Traditional Chinese Medicine (TCM), which leverages an intricate system to regulate an individual's health holistically, could offer evidence-based, individualized treatments for DKD. Due to their favorable safety and efficacy, TCM compounds have been widely used in therapeutic interventions, highlighting their significant research and clinical value (Liu et al., 2022). Natural product herbs are highly regarded globally and have been extensively utilized as complementary and alternative therapies for DKD. For instance, Potentilla Discolor Bunge (PDB), a natural plant whose origins could be traced to the ‘Materia Medica for Relief of Famines' (China's initial agronomy and botany monograph from the 14th-15th century) (Ji et al., 2022) and widely distributed in northern and temperate climates, has been traditionally used in China to manage DM (Li et al., 2014, Li et al., 2014; Zhang et al., 2010). Notably, 367 compounds were recently identified from this genus, encompassing terpenoids, flavonoids, phenolic acids, and phenylpropanoids, among others. Medicinal derivatives from these botanicals exhibited diverse pharmacological properties, including antioxidative, hypoglycemic, anti-inflammatory, antitumor, cardiovascular protective, neuroprotective, and hepatoprotective effects (Wu et al., 2022, Wu et al., 2022). Moreover, a previous High-Performance Liquid Chromatography (HPLC) analysis revealed that three potential pharmacodynamic constituents in PDB, Quercetin, β-sitosterol, and Kaempferol, had quantitative ratios of 0.030 %, 0.076 %, and 0.025 %, respectively (Li et al., 2024).

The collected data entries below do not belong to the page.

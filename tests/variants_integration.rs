use safe_arith::Variant;
use std::path::PathBuf;
use std::process::{Command, Output};

fn run(exe: &str, args: &[&str]) -> Output {
    Command::new(exe)
        .args(args)
        .env_remove("SAFE_ARITH_LIB")
        .env_remove("RUST_LOG")
        .output()
        .expect("failed to spawn variant executable")
}

fn stdout(output: &Output) -> String {
    String::from_utf8(output.stdout.clone()).expect("stdout is not UTF-8")
}

/// Split off the banner line.
fn split_banner(text: &str) -> (&str, &str) {
    text.split_once('\n').expect("output has no banner line")
}

const EXPECTED_RESULTS: &str = "Obtained magic number: 42\n\
                                Answer is 84, with invalid flag 0\n\
                                Answer is 0, with invalid flag 0\n";

#[test]
fn static_program_prints_report() {
    let out = run(env!("CARGO_BIN_EXE_static_program"), &[]);
    assert!(out.status.success(), "stderr: {}", String::from_utf8_lossy(&out.stderr));
    let text = stdout(&out);
    let (banner, rest) = split_banner(&text);
    assert_eq!(banner, Variant::Static.banner());
    assert_eq!(rest, EXPECTED_RESULTS);
}

#[test]
fn source_program_prints_report() {
    let out = run(env!("CARGO_BIN_EXE_source_program"), &[]);
    assert!(out.status.success(), "stderr: {}", String::from_utf8_lossy(&out.stderr));
    let text = stdout(&out);
    let (banner, rest) = split_banner(&text);
    assert_eq!(banner, Variant::Source.banner());
    assert_eq!(rest, EXPECTED_RESULTS);
}

/// The cdylib built alongside this test, in `target/<profile>/deps`.
fn built_library() -> PathBuf {
    let exe = std::env::current_exe().expect("no test executable path");
    let deps = exe.parent().expect("test executable has no parent dir");
    let path = deps.join(libloading::library_filename("safe_arith"));
    assert!(path.is_file(), "cdylib not built at {}", path.display());
    path
}

#[test]
fn dynamic_program_matches_other_variants() {
    let library = built_library();
    let out = run(
        env!("CARGO_BIN_EXE_dynamic_program"),
        &["--library", library.to_str().expect("non UTF-8 target dir")],
    );
    assert!(out.status.success(), "stderr: {}", String::from_utf8_lossy(&out.stderr));
    let text = stdout(&out);
    let (banner, rest) = split_banner(&text);
    assert_eq!(banner, Variant::Dynamic.banner());
    assert_eq!(rest, EXPECTED_RESULTS);

    for exe in [
        env!("CARGO_BIN_EXE_static_program"),
        env!("CARGO_BIN_EXE_source_program"),
    ] {
        let other = stdout(&run(exe, &[]));
        assert_eq!(rest, split_banner(&other).1, "{exe}");
    }
}

#[test]
fn dynamic_program_finds_library_without_flags() {
    let out = run(env!("CARGO_BIN_EXE_dynamic_program"), &[]);
    assert!(out.status.success(), "stderr: {}", String::from_utf8_lossy(&out.stderr));
    let text = stdout(&out);
    assert_eq!(split_banner(&text), (Variant::Dynamic.banner(), EXPECTED_RESULTS));
}

#[test]
fn dynamic_program_reports_missing_library() {
    let out = run(
        env!("CARGO_BIN_EXE_dynamic_program"),
        &["--library", "/nowhere/libsafe_arith.so"],
    );
    assert!(!out.status.success());
    assert!(out.stdout.is_empty());
    let stderr = String::from_utf8_lossy(&out.stderr);
    assert!(stderr.contains("/nowhere/libsafe_arith.so"), "stderr: {stderr}");
}

#[test]
fn json_output_is_parseable() {
    let out = run(env!("CARGO_BIN_EXE_static_program"), &["--format", "json"]);
    assert!(out.status.success());
    let value: serde_json::Value = serde_json::from_slice(&out.stdout).unwrap();
    assert_eq!(value["variant"], "static");
    assert_eq!(value["magic_number"], 42);
    assert_eq!(value["sum"]["invalid"], false);
}

#[test]
fn explicit_missing_config_fails() {
    let out = run(
        env!("CARGO_BIN_EXE_source_program"),
        &["--config", "does/not/exist.toml"],
    );
    assert!(!out.status.success());
    assert!(String::from_utf8_lossy(&out.stderr).contains("Failed to read config"));
}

In DM patients, PDB could help regulate blood glucose levels while decreasing Insulin Resistance (IR) (Li et al., 2020; Li, Y. et al., 2014). Although PDB extracts have shown great promise in addressing DM, their mechanisms in relation to the pathogenesis of DKD, a T2DM-related complication, remain unclear. Specifically, PDB's active ingredients, targets of action, and therapeutic effects against DKD are yet to be elucidated, necessitating further research.

Herein, we utilized network pharmacology to examine the primary constituents of PDB, creating a ‘component-target-disease’ network for predicting its pharmacological basis and mechanisms in DKD prevention and treatment. The key signaling pathways initially identified through network pharmacology included the AGE/RAGE and Nrf2 pathways. Stable protein alterations, popularly known as Advanced Glycation End Products (AGEs), are often generated when glucose and its byproducts react spontaneously (Rabbani and Thornalley, 2018). The excessive buildup of these products in individuals with DKD could elicit ROS and inflammation, disrupting the glomeruli and tubules (Kumar Pasupulati et al., 2016). Herein, we developed a rat model of DKD that mirrors human T2DM and a model for AGEs-induced Renal Tubular Epithelial Cell (RTEC) injury. Notably, AGEs-accumulation in renal tissues is well-known to cause renal injury in DKD. Using these models, we validated the regulatory interactions between core PDB components and targets both in vivo and in vitro, elucidated the material basis and mechanisms of PDB in preventing and managing DKD, and identified novel TCM targets for DKD prevention and management.